You're doing really great: How a digital voice helps me on my way
Essay by Dilek Güngör, journalist, and writer from Berlin
You can do this. It’s easy. Take your time. Haven’t you noticed how your stamina has improved? You could climb mountains.
For four months now, I've been taking the stairs in our house as often as I could. On the third floor, I start to wheeze and I’m pretty out of breath once I reach the fourth. Nevertheless.
You’re almost there. Well done.
I also think I did well. Come to think of it, everything sounds good with this smart house voice. I was against it at first but now that I go up and down the stairs twice a day, sometimes even three times, I’ve had a change of heart. She’s generous, always friendly, encouraging, and very gentle.
Come on, you've been doing so well.
And so, I go past the elevator and walk up the stairs, forty-three of them. I don’t need the voice when I go down. I can manage that without encouragement.
Today I feel like having more speed and jumps, and so I run down the stairs. I take two at a time, then three. Maybe I can do four? It works for a while but then the distance is off. Before I hit the floor, I know it’s going to hurt.
Oh, dear.
The voice is smart enough not to say more than that.
Somebody rips open the door on the first floor. Barbara gives me a terrified look.
“Oh, it’s you. Why are you making this noise?
“I tripped,” I say, rubbing my ankle.
“How come?”
“How come?”
“Is the voice broken again?” She checks her cell phone. “No, see, it works.” She holds the display under my nose to prove it. “She should have warned you.”
I move my aching foot carefully and stand up.
“The voice should actually offer you an ice pack right now. Or call the emergency services,” says Barbara.
You could offer me a cool pack, I think to myself.
I can walk and so I go step by step until I reach my front door.
“I'll report this to property management,” says Barbara. “Something must be wrong with your smart house voice. Mine works.”
I go to the pharmacy to get painkillers, ointment, and cool packs. When I come back, Barbara is waiting at the bottom of the stairs.
“I reinstalled the smart house voice,” she says.
The little light on my cell phone flashes, the voice identified me correctly.
“Thank you, Barbara.”
I want to check the mailbox and hobble past Barbara, and the stairs.
On foot? Have you gone crazy? With a swollen ankle? Do you want to make it worse than it already is?
The voice sounds like Barbara. I turn the phone off and on again.
“Is it still broken?”
“I don't know, the voice sounds strange.”
“I reinstalled it with mine.”
“We all have our own voices?”
“Sure, you have yours, I have mine and everybody only hears theirs. Didn’t you know hat?”
I liked my voice, but I won’t tell Barbara that.
“My voice will warn you when things get dangerous,” she says, as if she knew what I was thinking.
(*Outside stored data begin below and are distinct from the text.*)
//! Client for the LanguageTool `/check` endpoint.

use super::scrub::{api_error, transport_error};
use crate::config::LanguageToolConfig;
use crate::error::ProviderError;
use reqwest::Client;
use serde::Deserialize;

const PROVIDER: &str = "languagetool";

#[derive(Debug, Deserialize)]
struct CheckResponse {
    #[serde(default)]
    matches: Vec<GrammarMatch>,
}

/// One reported issue. `offset` and `length` count UTF-16 code units.
#[derive(Debug, Clone, PartialEq, Eq, Deserialize)]
pub struct GrammarMatch {
    pub offset: usize,
    pub length: usize,
    #[serde(default)]
    pub replacements: Vec<Replacement>,
}

#[derive(Debug, Clone, PartialEq, Eq, Deserialize)]
pub struct Replacement {
    pub value: String,
}

pub struct LanguageToolClient {
    base_url: String,
    language: String,
    username: Option<String>,
    api_key: Option<String>,
    client: Client,
}

impl LanguageToolClient {
    pub fn new(config: &LanguageToolConfig, client: Client) -> Self {
        Self {
            base_url: config.resolved_base_url().to_string(),
            language: config.language.clone(),
            username: config.username.clone(),
            api_key: config.api_key.clone(),
            client,
        }
    }

    pub async fn check(&self, text: &str) -> Result<Vec<GrammarMatch>, ProviderError> {
        let mut form: Vec<(&str, &str)> = vec![("text", text), ("language", self.language.as_str())];
        if let Some(username) = &self.username {
            form.push(("username", username.as_str()));
        }
        if let Some(api_key) = &self.api_key {
            form.push(("apiKey", api_key.as_str()));
        }

        let response = self
            .client
            .post(format!("{}/check", self.base_url))
            .form(&form)
            .send()
            .await
            .map_err(|e| transport_error(PROVIDER, &e))?;
        if !response.status().is_success() {
            return Err(api_error(PROVIDER, response).await);
        }

        let body: CheckResponse = response
            .json()
            .await
            .map_err(|e| ProviderError::rejected(PROVIDER, format!("malformed body: {e}")))?;
        Ok(body.matches)
    }
}

/// Byte index for a UTF-16 offset, or `None` when the offset is past the
/// end or inside a surrogate pair.
fn utf16_to_byte(text: &str, utf16_offset: usize) -> Option<usize> {
    let mut units = 0;
    for (byte, c) in text.char_indices() {
        if units == utf16_offset {
            return Some(byte);
        }
        if units > utf16_offset {
            return None;
        }
        units += c.len_utf16();
    }
    (units == utf16_offset).then_some(text.len())
}

/// Apply the first replacement of every match, skipping matches without a
/// suggestion, matches that overlap an earlier one and offsets that split a
/// surrogate pair. Returns the corrected text and the number of edits.
pub fn apply_matches(text: &str, matches: &[GrammarMatch]) -> (String, usize) {
    let mut ordered: Vec<&GrammarMatch> = matches
        .iter()
        .filter(|m| !m.replacements.is_empty())
        .collect();
    ordered.sort_by_key(|m| m.offset);

    let mut out = String::with_capacity(text.len());
    let mut cursor = 0;
    let mut edits = 0;
    for m in ordered {
        let Some(end_offset) = m.offset.checked_add(m.length) else {
            continue;
        };
        let (Some(start), Some(end)) = (
            utf16_to_byte(text, m.offset),
            utf16_to_byte(text, end_offset),
        ) else {
            continue;
        };
        if start < cursor {
            continue;
        }
        let replacement = &m.replacements[0].value;
        if text[start..end] == *replacement {
            continue;
        }
        out.push_str(&text[cursor..start]);
        out.push_str(replacement);
        cursor = end;
        edits += 1;
    }
    out.push_str(&text[cursor..]);
    (out, edits)
}
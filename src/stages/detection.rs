//! Detection stage: probability that the text was machine generated.

use super::humanize::lexicon::AI_STOCK_PHRASES;
use crate::pipeline::transformer::{TextTransformer, TransformFuture};
use crate::pipeline::{StageInput, StageResult};
use crate::providers::EnsembleScorer;
use crate::text::{count_phrases, split_sentences, words};
use serde_json::json;
use std::collections::HashMap;

/// Scores above this are reported as AI generated.
pub const AI_DETECTED_THRESHOLD: f64 = 0.5;

const SHORT_TEXT_SCORE: f64 = 0.1;
const MIN_WORDS: usize = 10;

/// Word stems typical of corporate, machine-polished prose.
const FORMAL_STEMS: &[&str] = &["utiliz", "implement", "facilitat", "optimiz", "leverag"];

/// Local estimate built from surface statistics.
#[allow(clippy::cast_precision_loss)]
pub fn heuristic_detection_score(text: &str) -> f64 {
    let tokens = words(text);
    if tokens.len() < MIN_WORDS {
        return SHORT_TEXT_SCORE;
    }
    let total = tokens.len() as f64;
    let mut score = 0.0;

    let mut frequencies: HashMap<&str, usize> = HashMap::new();
    for token in &tokens {
        *frequencies.entry(token.as_str()).or_insert(0) += 1;
    }
    let max_frequency = frequencies.values().copied().max().unwrap_or(0) as f64;
    score += (max_frequency / total * 0.5).min(0.3);

    let lengths: Vec<f64> = split_sentences(text)
        .iter()
        .map(|s| words(s).len() as f64)
        .collect();
    if lengths.len() >= 2 {
        let mean = lengths.iter().sum::<f64>() / lengths.len() as f64;
        let variance =
            lengths.iter().map(|l| (l - mean).powi(2)).sum::<f64>() / lengths.len() as f64;
        score += 0.2 / (1.0 + variance);
    }

    score += (0.05 * count_phrases(text, AI_STOCK_PHRASES) as f64).min(0.3);

    let formal = tokens
        .iter()
        .filter(|t| FORMAL_STEMS.iter().any(|stem| t.starts_with(stem)))
        .count();
    score += (0.04 * formal as f64).min(0.2);

    if tokens.iter().any(|t| t.contains('\'')) {
        score -= 0.05;
    }
    score.clamp(0.0, 1.0)
}

fn detection_result(input: &StageInput, score: f64) -> StageResult {
    let result = StageResult::new(input.text.clone(), score);
    let detected = result.score > AI_DETECTED_THRESHOLD;
    result.with_meta("is_ai_detected", detected)
}

#[derive(Debug, Default, Clone, Copy)]
pub struct HeuristicDetector;

impl TextTransformer for HeuristicDetector {
    fn name(&self) -> &str {
        "heuristic"
    }

    fn transform<'a>(&'a self, input: &'a StageInput) -> TransformFuture<'a> {
        Box::pin(async move {
            Ok(detection_result(input, heuristic_detection_score(&input.text)))
        })
    }
}

/// External detectors queried as an ensemble.
pub struct ProviderDetector {
    ensemble: EnsembleScorer,
}

impl ProviderDetector {
    pub fn new(ensemble: EnsembleScorer) -> Self {
        Self { ensemble }
    }
}

impl TextTransformer for ProviderDetector {
    fn name(&self) -> &str {
        "providers"
    }

    fn transform<'a>(&'a self, input: &'a StageInput) -> TransformFuture<'a> {
        Box::pin(async move {
            let ensemble = self.ensemble.score(&input.text).await?;
            Ok(detection_result(input, ensemble.score)
                .with_meta("providers", ensemble.providers)
                .with_meta("failures", ensemble.failures)
                .with_meta("provider_scores", json!(ensemble.breakdown)))
        })
    }
}

#[cfg(test)]
mod tests {
    use super::*;

    #[test]
    fn short_text_has_fixed_score() {
        assert!((heuristic_detection_score("Too short to judge.") - 0.1).abs() < 1e-12);
    }

    #[test]
    fn corporate_prose_scores_above_casual_prose() {
        let stiff = "Furthermore, organizations utilize advanced platforms. Moreover, teams implement robust solutions. Consequently, companies leverage scalable systems. Overall, firms optimize complex workflows.";
        let loose = "We tried the new tool last week and honestly it's fine. Some bits broke, but the team didn't mind much and we'll keep using it for a while.";
        let stiff_score = heuristic_detection_score(stiff);
        let loose_score = heuristic_detection_score(loose);
        assert!(stiff_score > loose_score, "{stiff_score} <= {loose_score}");
        assert!(stiff_score > AI_DETECTED_THRESHOLD);
    }

    #[test]
    fn single_plain_sentence_scores_low() {
        let text = "The implementation of artificial intelligence technologies has transformed many industries.";
        let score = heuristic_detection_score(text);
        assert!((score - 0.09).abs() < 1e-9, "{score}");
    }

    #[tokio::test]
    async fn heuristic_engine_flags_result() {
        let input = StageInput::new("Too short.");
        let result = HeuristicDetector.transform(&input).await.unwrap();
        assert_eq!(result.output_text, "Too short.");
        assert_eq!(result.metadata["is_ai_detected"], false);
    }
}
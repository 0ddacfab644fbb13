//! Stage engines. Each stage has one or more remote engines and a local
//! fallback that always succeeds.

pub mod detection;
pub mod grammar;
pub mod humanize;
pub mod plagiarism;

pub use detection::{AI_DETECTED_THRESHOLD, HeuristicDetector, ProviderDetector};
pub use grammar::{LanguageToolCorrector, RuleBasedCorrector};
pub use humanize::{ModelHumanizer, RuleBasedHumanizer};
pub use plagiarism::{HeuristicPlagiarismChecker, PLAGIARIZED_THRESHOLD, ProviderPlagiarismChecker};
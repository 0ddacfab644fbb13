use humanizer::config::Config;
use humanizer::gateway::run_gateway_with_listener;
use reqwest::StatusCode;
use std::time::Duration;

pub struct GatewayTestServer {
    port: u16,
    handle: tokio::task::JoinHandle<anyhow::Result<()>>,
}

impl GatewayTestServer {
    pub async fn start() -> Self {
        Self::start_with(Config::default()).await
    }

    pub async fn start_with(config: Config) -> Self {
        let listener = tokio::net::TcpListener::bind("127.0.0.1:0")
            .await
            .expect("ephemeral gateway listener should bind");
        let port = listener
            .local_addr()
            .expect("ephemeral gateway listener should expose local address")
            .port();

        let handle = tokio::spawn(async move { run_gateway_with_listener(listener, config).await });

        wait_until_gateway_ready(port).await;

        Self { port, handle }
    }

    pub fn url(&self, path: &str) -> String {
        format!("http://127.0.0.1:{}{path}", self.port)
    }
}

impl Drop for GatewayTestServer {
    fn drop(&mut self) {
        self.handle.abort();
    }
}

async fn wait_until_gateway_ready(port: u16) {
    let client = reqwest::Client::builder()
        .timeout(Duration::from_millis(200))
        .build()
        .expect("reqwest client should be built");

    for _ in 0..80 {
        let health = client
            .get(format!("http://127.0.0.1:{port}/health"))
            .send()
            .await;
        if matches!(health, Ok(resp) if resp.status() == StatusCode::OK) {
            return;
        }
        tokio::time::sleep(Duration::from_millis(10)).await;
    }

    panic!("gateway did not become ready on port {port}");
}
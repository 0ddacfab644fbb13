use super::traits::{Observer, ObserverEvent, ObserverMetric};

/// Zero-overhead observer: all methods compile to nothing
pub struct NoopObserver;

impl Observer for NoopObserver {
    #[inline(always)]
    fn record_event(&self, _event: &ObserverEvent) {}

    #[inline(always)]
    fn record_metric(&self, _metric: &ObserverMetric) {}

    fn name(&self) -> &str {
        "noop"
    }
}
“But I can have my voice back if I want, right?”
“So that you can fall down the stairs again?”
“So I can go up the stairs.”
She shakes her head. Then she pushes the elevator button for me.
“Take it easy on your ankle. In a few weeks you will be able to climb stairs again, and even mountains. You'll see.”
It sounds a bit like my voice. I could be imagining it though. The elevator door opens.
“I'm going to put the ointment on my ankle again,” I say. “And put your leg up.”
“You doing really great,” says Barbara.